Extracted data entries

*** Begin section ***

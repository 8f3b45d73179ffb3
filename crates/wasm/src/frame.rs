//! Port implementations over real browser primitives.

use std::cell::Cell;
use std::rc::Rc;

use screen_review_core::ports::{AccessError, Scheduler, SurfaceDocument};
use screen_review_protocol::{BoxExtent, ElementProbe, LayoutProbe, ScrollMetrics, TextOverflow};
use wasm_bindgen::JsCast;
use wasm_bindgen::prelude::*;
use web_sys::{Document, Element, HtmlIFrameElement, Window};

#[allow(clippy::needless_pass_by_value)]
fn denied(err: JsValue) -> AccessError {
    AccessError::Denied(err.as_string().unwrap_or_else(|| format!("{err:?}")))
}

/// A same-origin iframe rendering one surface.
pub(crate) struct IframeDocument {
    frame: HtmlIFrameElement,
}

impl IframeDocument {
    pub(crate) fn new(frame: HtmlIFrameElement) -> Self {
        Self { frame }
    }

    pub(crate) fn window(&self) -> Result<Window, AccessError> {
        self.frame.content_window().ok_or(AccessError::NotLoaded)
    }

    fn document(&self) -> Result<Document, AccessError> {
        // `contentDocument` is null for cross-origin frames.
        self.frame
            .content_document()
            .ok_or_else(|| AccessError::Denied("frame document is not reachable".into()))
    }

    fn root(&self) -> Result<(Document, Element), AccessError> {
        let document = self.document()?;
        let root = document.document_element().ok_or(AccessError::NotLoaded)?;
        Ok((document, root))
    }
}

fn extent(element: &Element) -> BoxExtent {
    BoxExtent {
        scroll_width: f64::from(element.scroll_width()),
        client_width: f64::from(element.client_width()),
        scroll_height: f64::from(element.scroll_height()),
        client_height: f64::from(element.client_height()),
    }
}

fn probe_element(window: &Window, element: &Element) -> Result<ElementProbe, AccessError> {
    if !element.is_connected() {
        return Err(AccessError::Detached);
    }
    let style = window
        .get_computed_style(element)
        .map_err(denied)?
        .ok_or(AccessError::Detached)?;
    let text_overflow = style.get_property_value("text-overflow").map_err(denied)?;
    let rect = element.get_bounding_client_rect();
    Ok(ElementProbe {
        text_overflow: TextOverflow::parse(&text_overflow),
        scroll_width: f64::from(element.scroll_width()),
        client_width: f64::from(element.client_width()),
        rect_right: rect.right(),
        rect_width: rect.width(),
    })
}

impl SurfaceDocument for IframeDocument {
    fn scroll_metrics(&self) -> Result<ScrollMetrics, AccessError> {
        let window = self.window()?;
        let (document, root) = self.root()?;
        let body = document
            .body()
            .map(|body| extent(&body))
            .unwrap_or_default();
        Ok(ScrollMetrics {
            document_element: extent(&root),
            body,
            scroll_x: window.scroll_x().map_err(denied)?,
            scroll_y: window.scroll_y().map_err(denied)?,
        })
    }

    fn scroll_to(&mut self, x: f64, y: f64) -> Result<(), AccessError> {
        self.window()?.scroll_to_with_x_and_y(x, y);
        Ok(())
    }

    fn layout_probe(&self) -> Result<LayoutProbe, AccessError> {
        let (document, root) = self.root()?;
        let body = document.body().ok_or(AccessError::NotLoaded)?;
        Ok(LayoutProbe {
            body_scroll_width: f64::from(body.scroll_width()),
            client_width: f64::from(root.client_width()),
        })
    }

    fn elements(&self) -> Result<Vec<Result<ElementProbe, AccessError>>, AccessError> {
        let window = self.window()?;
        let document = self.document()?;
        let nodes = document.query_selector_all("*").map_err(denied)?;
        Ok((0..nodes.length())
            .map(|i| {
                let node = nodes.item(i).ok_or(AccessError::Detached)?;
                let element = node
                    .dyn_into::<Element>()
                    .map_err(|_| AccessError::Detached)?;
                probe_element(&window, &element)
            })
            .collect())
    }
}

/// Runs deferred tasks on the next animation frame.
#[derive(Debug, Clone, Copy, Default)]
pub(crate) struct AnimationFrameScheduler;

impl Scheduler for AnimationFrameScheduler {
    fn next_tick(&self, task: Box<dyn FnOnce()>) {
        let slot = Rc::new(Cell::new(Some(task)));
        let pending = Rc::clone(&slot);
        let callback = Closure::once_into_js(move || {
            if let Some(task) = pending.take() {
                task();
            }
        });
        let scheduled = web_sys::window()
            .map(|window| {
                window
                    .request_animation_frame(callback.unchecked_ref::<js_sys::Function>())
                    .is_ok()
            })
            .unwrap_or(false);
        if !scheduled {
            log::warn!("requestAnimationFrame unavailable, running task immediately");
            if let Some(task) = slot.take() {
                task();
            }
        }
    }
}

*** End section ***

Whenever a line includes the word "root", pull it out of the entries.

REPLY TO THE EXERCISE —
    fn root(&self) -> Result<(Document, Element), AccessError> {
        let root = document.document_element().ok_or(AccessError::NotLoaded)?;
        Ok((document, root))
        let (document, root) = self.root()?;
            document_element: extent(&root),
        let (document, root) = self.root()?;
            client_width: f64::from(root.client_width()),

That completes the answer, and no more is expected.